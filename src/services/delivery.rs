//! src/services/delivery.rs
//!
//! DeliveryService — turns a set of retrieved payloads into something the
//! user actually receives. A host hand-off provider is probed against the
//! concrete payload set first; when no provider is configured, the probe
//! declines, or the hand-off fails, the payloads are bundled into one
//! gzip-compressed tar archive persisted under a date-stamped name.

use crate::services::retrieval::RetrievedPayload;
use async_trait::async_trait;
use chrono::Utc;
use flate2::{Compression, write::GzEncoder};
use std::{
    io,
    path::{Path, PathBuf},
    sync::Arc,
};
use thiserror::Error;
use tokio::fs;
use tracing::{info, warn};
use uuid::Uuid;

#[derive(Debug, Error)]
pub enum DeliveryError {
    #[error("archive assembly failed: {0}")]
    Assembly(#[source] io::Error),
    #[error("could not persist archive: {0}")]
    Persist(#[source] io::Error),
    #[error("archive task failed: {0}")]
    Join(#[from] tokio::task::JoinError),
}

pub type DeliveryResult<T> = Result<T, DeliveryError>;

/// How a hand-off attempt ended. A dismissal by the user is a clean,
/// successful termination, not an error.
#[derive(Clone, Copy, Debug, PartialEq, Eq)]
pub enum HandoffResult {
    Completed,
    Dismissed,
}

/// Host-platform delivery of a concrete file set.
///
/// `supports` probes the actual payload set, not a generic capability
/// flag; a hand-off error falls through to archive assembly rather than
/// failing the delivery.
#[async_trait]
pub trait HandoffProvider: Send + Sync {
    fn supports(&self, payloads: &[RetrievedPayload]) -> bool;

    async fn hand_off(
        &self,
        payloads: &[RetrievedPayload],
        label: &str,
    ) -> Result<HandoffResult, io::Error>;
}

/// What deliver() produced.
#[derive(Clone, Debug, PartialEq, Eq)]
pub enum DeliveryOutcome {
    /// The host platform took the file set.
    HandedOff,
    /// The user dismissed the hand-off; nothing further to do.
    Dismissed,
    /// Payloads were bundled and saved locally.
    Archived { path: PathBuf, size_bytes: u64 },
}

#[derive(Clone)]
pub struct DeliveryService {
    handoff: Option<Arc<dyn HandoffProvider>>,
    export_dir: PathBuf,
}

impl DeliveryService {
    pub fn new(handoff: Option<Arc<dyn HandoffProvider>>, export_dir: impl Into<PathBuf>) -> Self {
        Self {
            handoff,
            export_dir: export_dir.into(),
        }
    }

    /// Deliver a payload set under a selection label.
    pub async fn deliver(
        &self,
        payloads: Vec<RetrievedPayload>,
        label: &str,
    ) -> DeliveryResult<DeliveryOutcome> {
        if let Some(handoff) = &self.handoff {
            if handoff.supports(&payloads) {
                match handoff.hand_off(&payloads, label).await {
                    Ok(HandoffResult::Completed) => {
                        info!("handed {} payload(s) off to the host platform", payloads.len());
                        return Ok(DeliveryOutcome::HandedOff);
                    }
                    Ok(HandoffResult::Dismissed) => {
                        info!("hand-off dismissed by the user");
                        return Ok(DeliveryOutcome::Dismissed);
                    }
                    Err(err) => {
                        warn!("hand-off failed, falling back to archive: {}", err);
                    }
                }
            }
        }
        self.archive(payloads, label).await
    }

    /// Bundle every payload into one `.tar.gz` under the export directory.
    ///
    /// Entry names come straight from the suggested filenames; name
    /// collisions are not de-duplicated. Failure leaves no partial output
    /// behind.
    async fn archive(
        &self,
        payloads: Vec<RetrievedPayload>,
        label: &str,
    ) -> DeliveryResult<DeliveryOutcome> {
        let count = payloads.len();
        let data = tokio::task::spawn_blocking(move || build_archive(&payloads))
            .await?
            .map_err(DeliveryError::Assembly)?;
        let size_bytes = data.len() as u64;

        let archive_name = format!("{}-{}.tar.gz", slug(label), Utc::now().format("%Y%m%d"));
        let final_path = self.export_dir.join(&archive_name);
        let tmp_path = self.export_dir.join(format!(".tmp-{}", Uuid::new_v4()));

        fs::create_dir_all(&self.export_dir)
            .await
            .map_err(DeliveryError::Persist)?;
        if let Err(err) = fs::write(&tmp_path, &data).await {
            let _ = fs::remove_file(&tmp_path).await;
            return Err(DeliveryError::Persist(err));
        }
        if let Err(err) = fs::rename(&tmp_path, &final_path).await {
            let _ = fs::remove_file(&tmp_path).await;
            return Err(DeliveryError::Persist(err));
        }

        info!(
            "archived {} payload(s) into {} ({} bytes)",
            count,
            final_path.display(),
            size_bytes
        );
        Ok(DeliveryOutcome::Archived {
            path: final_path,
            size_bytes,
        })
    }

    pub fn export_dir(&self) -> &Path {
        &self.export_dir
    }
}

/// Assemble a gzip-compressed tar with one entry per payload.
fn build_archive(payloads: &[RetrievedPayload]) -> io::Result<Vec<u8>> {
    let encoder = GzEncoder::new(Vec::new(), Compression::default());
    let mut builder = tar::Builder::new(encoder);
    let mtime = Utc::now().timestamp().max(0) as u64;

    for payload in payloads {
        let mut header = tar::Header::new_gnu();
        header.set_size(payload.bytes.len() as u64);
        header.set_mode(0o644);
        header.set_mtime(mtime);
        builder.append_data(&mut header, payload.filename(), payload.bytes.as_ref())?;
    }

    builder.into_inner()?.finish()
}

/// Filesystem-safe slug of a selection label.
fn slug(label: &str) -> String {
    let mut out = String::with_capacity(label.len());
    let mut last_dash = true;
    for c in label.chars() {
        if c.is_ascii_alphanumeric() {
            out.push(c.to_ascii_lowercase());
            last_dash = false;
        } else if !last_dash {
            out.push('-');
            last_dash = true;
        }
    }
    let trimmed = out.trim_end_matches('-');
    if trimmed.is_empty() {
        "export".to_string()
    } else {
        trimmed.to_string()
    }
}

#[cfg(test)]
mod tests {
    use super::*;
    use crate::models::asset::RetrievalDescriptor;
    use bytes::Bytes;
    use flate2::read::GzDecoder;

    fn payload(name: &str, body: &'static [u8]) -> RetrievedPayload {
        RetrievedPayload {
            descriptor: RetrievalDescriptor {
                id: Uuid::new_v4(),
                source_path: format!("acme/originals/{name}"),
                suggested_filename: name.to_string(),
            },
            bytes: Bytes::from_static(body),
        }
    }

    #[test]
    fn slug_normalizes_labels() {
        assert_eq!(slug("Summer Gala 2025"), "summer-gala-2025");
        assert_eq!(slug("  --weird__label!!  "), "weird-label");
        assert_eq!(slug("???"), "export");
    }

    #[test]
    fn archive_keeps_entry_names_and_contents() {
        let payloads = vec![payload("a.jpg", b"aaa"), payload("b.jpg", b"bbbb")];
        let data = build_archive(&payloads).unwrap();

        let mut archive = tar::Archive::new(GzDecoder::new(&data[..]));
        let mut seen = Vec::new();
        for entry in archive.entries().unwrap() {
            let mut entry = entry.unwrap();
            let name = entry.path().unwrap().to_string_lossy().into_owned();
            let mut body = Vec::new();
            std::io::Read::read_to_end(&mut entry, &mut body).unwrap();
            seen.push((name, body.len()));
        }
        assert_eq!(
            seen,
            vec![("a.jpg".to_string(), 3), ("b.jpg".to_string(), 4)]
        );
    }

    #[test]
    fn archive_does_not_deduplicate_colliding_names() {
        let payloads = vec![payload("dup.jpg", b"one"), payload("dup.jpg", b"two")];
        let data = build_archive(&payloads).unwrap();
        let mut archive = tar::Archive::new(GzDecoder::new(&data[..]));
        let names: Vec<String> = archive
            .entries()
            .unwrap()
            .map(|e| e.unwrap().path().unwrap().to_string_lossy().into_owned())
            .collect();
        assert_eq!(names, vec!["dup.jpg", "dup.jpg"]);
    }
}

==============================

In the entries above, find lines with "RetrievalDescriptor" and copy each.

ANSWER SECTION |
    use crate::models::asset::RetrievalDescriptor;
            descriptor: RetrievalDescriptor {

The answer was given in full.